Much of the research on mindful meditation has focused on two types of interventions:

  • Mindfulness-based stress reduction (MBSR) is a therapeutic intervention that involves weekly group classes and daily mindfulness exercises to practice at home, over an 8-week period. MBSR teaches people how to increase mindfulness through yoga and meditation.

  • Mindfulness-based cognitive therapy (MBCT) is a therapeutic intervention that combines elements of MBSR and cognitive behavioural therapy (CBT) to treat people with mental health conditions.



Health Benefits of Mindful Meditation


Researchers reviewed more than 200 studies of mindful meditation among healthy people and found that mindfulness-based therapy was especially effective for reducing stress, anxiety, and depression. Mindfulness can also help treat people with specific problems including mental health disorders like PTSD and addiction.


Some of the most promising research has looked at people with depression. Several studies have found, for example, that MBCT can significantly reduce relapse in people who suffer from depression or anxiety. What's more, mindfulness-based interventions can improve physical health too. For example, mindfulness may reduce pain, fatigue, and stress in people with chronic pain. Other studies have found preliminary evidence that mindful meditation might boost the immune system.


How Mindful Meditation Works


How could simply tuning into your thoughts and feelings lead to so many positive outcomes throughout the body? Researchers believe the benefits of mindful meditation are related to its ability to dial down the body's response to stress.


Chronic stress can impair the body's immune system and make many other health problems worse. By lowering the stress response, mindful meditation may have downstream effects throughout the body.


Psychological scientists have found that mindfulness influences two different stress pathways in the brain, changing brain structures and activity in regions associated with attention and emotion regulation. Scientists are also beginning to understand which elements of mindful meditation are responsible for its beneficial effects.


In a review of meditation studies, psychology researchers found strong evidence that people who received MBCT were less likely to react with negative thoughts or unhelpful emotions in times of stress. They also found moderate evidence that people who participated in MBCT or MBSR were better able to focus on the present and less likely to worry and to think about a negative thought or experience over and over.
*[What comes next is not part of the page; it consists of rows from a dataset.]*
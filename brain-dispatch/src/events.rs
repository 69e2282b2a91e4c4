//! Local event fan-out keyed by `job:<id>`, per SPEC_FULL.md §4.5.
//!
//! `JobEvents` is the in-process analogue of the spec's "terminal updates
//! emit a local event" — `StatusTracker` and the zombie reaper both call
//! [`JobEvents::notify`], and [`crate::wait_for_completion`] is the only
//! reader.

use std::collections::HashMap;
use std::sync::{Arc, Mutex};
use tokio::sync::Notify;

/// A registry of per-job notification handles.
#[derive(Default, Clone)]
pub struct JobEvents {
    inner: Arc<Mutex<HashMap<String, Arc<Notify>>>>,
}

impl JobEvents {
    /// Create an empty registry.
    pub fn new() -> Self {
        Self::default()
    }

    /// Get or create the `Notify` handle for `job_id`. Multiple callers
    /// waiting on the same job share one handle.
    pub fn handle_for(&self, job_id: &str) -> Arc<Notify> {
        let mut map = self.inner.lock().unwrap_or_else(|p| p.into_inner());
        map.entry(job_id.to_string())
            .or_insert_with(|| Arc::new(Notify::new()))
            .clone()
    }

    /// Wake every waiter registered for `job_id` and drop the handle —
    /// a terminal status only happens once per job, so there is nothing
    /// left to notify afterwards.
    pub fn notify(&self, job_id: &str) {
        let mut map = self.inner.lock().unwrap_or_else(|p| p.into_inner());
        if let Some(notify) = map.remove(job_id) {
            notify.notify_waiters();
        }
    }
}
#![deny(missing_docs)]
//! Additional context compaction strategies for the agent loop.
//!
//! Provides [`SlidingWindow`] for dropping oldest messages when context
//! exceeds a limit. `NoCompaction` is in `brain_model` itself.

use brain_model::context::ContextStrategy;
use brain_model::types::{ContentPart, ProviderMessage};

/// Sliding window context strategy.
///
/// When context exceeds the limit, drops the oldest messages
/// (keeping the first message, which is typically the initial user message).
pub struct SlidingWindow {
    /// Approximate chars-per-token ratio for estimation.
    chars_per_token: usize,
}

impl SlidingWindow {
    /// Create a new sliding window strategy.
    ///
    /// `chars_per_token` controls the token estimation granularity
    /// (default: 4 chars per token).
    pub fn new() -> Self {
        Self { chars_per_token: 4 }
    }

    /// Create with a custom chars-per-token ratio.
    pub fn with_ratio(chars_per_token: usize) -> Self {
        Self {
            chars_per_token: chars_per_token.max(1),
        }
    }

    fn estimate_message_tokens(&self, msg: &ProviderMessage) -> usize {
        msg.content
            .iter()
            .map(|part| match part {
                ContentPart::Text { text } => text.len() / self.chars_per_token,
                ContentPart::ToolUse { input, .. } => {
                    input.to_string().len() / self.chars_per_token
                }
                ContentPart::ToolResult { content, .. } => content.len() / self.chars_per_token,
                ContentPart::Image { .. } => 1000,
            })
            .sum::<usize>()
            + 4 // overhead per message (role, formatting)
    }
}

impl Default for SlidingWindow {
    fn default() -> Self {
        Self::new()
    }
}

impl ContextStrategy for SlidingWindow {
    fn token_estimate(&self, messages: &[ProviderMessage]) -> usize {
        messages
            .iter()
            .map(|m| self.estimate_message_tokens(m))
            .sum()
    }

    fn should_compact(&self, messages: &[ProviderMessage], limit: usize) -> bool {
        self.token_estimate(messages) > limit
    }

    fn compact(&self, messages: Vec<ProviderMessage>) -> Vec<ProviderMessage> {
        if messages.len() <= 2 {
            return messages;
        }

        // Keep first message + most recent messages that fit
        let first = messages[0].clone();
        let rest = &messages[1..];

        // Work backwards, accumulating messages until we hit roughly half the
        // original size (heuristic: keep recent context, drop old)
        let total_tokens: usize = messages.iter().map(|m| self.estimate_message_tokens(m)).sum();
        let target = total_tokens / 2;

        let mut kept = Vec::new();
        let mut current_tokens = self.estimate_message_tokens(&first);

        for msg in rest.iter().rev() {
            let msg_tokens = self.estimate_message_tokens(msg);
            if current_tokens + msg_tokens > target && !kept.is_empty() {
                break;
            }
            kept.push(msg.clone());
            current_tokens += msg_tokens;
        }

        kept.reverse();
        let mut result = vec![first];
        result.extend(kept);
        result
    }
}
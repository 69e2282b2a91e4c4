//! Static configuration for the agent loop's model-facing defaults.

/// Static configuration for an agent loop instance's model calls.
///
/// Per-request overrides come from `TurnInput.config` (`brain_proto`'s
/// `TurnConfig`). This struct holds the defaults applied when a request
/// doesn't override them.
pub struct AgentModelConfig {
    /// Base system prompt for this turn implementation.
    pub system_prompt: String,

    /// Default model identifier.
    pub default_model: String,

    /// Default maximum output tokens per provider call.
    pub default_max_tokens: u32,

    /// Default maximum ReAct loop iterations.
    pub default_max_turns: u32,
}

impl Default for AgentModelConfig {
    fn default() -> Self {
        Self {
            system_prompt: "You are a helpful assistant.".into(),
            default_model: String::new(),
            default_max_tokens: 4096,
            default_max_turns: 25,
        }
    }
}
Getting Started with Mindful Meditation


Ready to give it a try? Learning mindful meditation is easier than ever. Mindfulness classes and interventions are widely available in settings including yoga centres, athletic clubs, hospitals and clinics, though the classes can vary in their approach. Find a practitioner trained in MBSR or MBCT — interventions that have the most evidence of benefits.

A number of mindfulness-based interventions are now available online or through smartphone apps as well, although more long-term research is needed to explore how they affect the body and the brain. Still, early studies have found that online mindfulness-based interventions can have a positive effect on mental health.

It can take a little while for mindful meditation to feel natural and to become a part of your regular routine. But with practice, you may discover a powerful tool for relieving stress and improving well-being.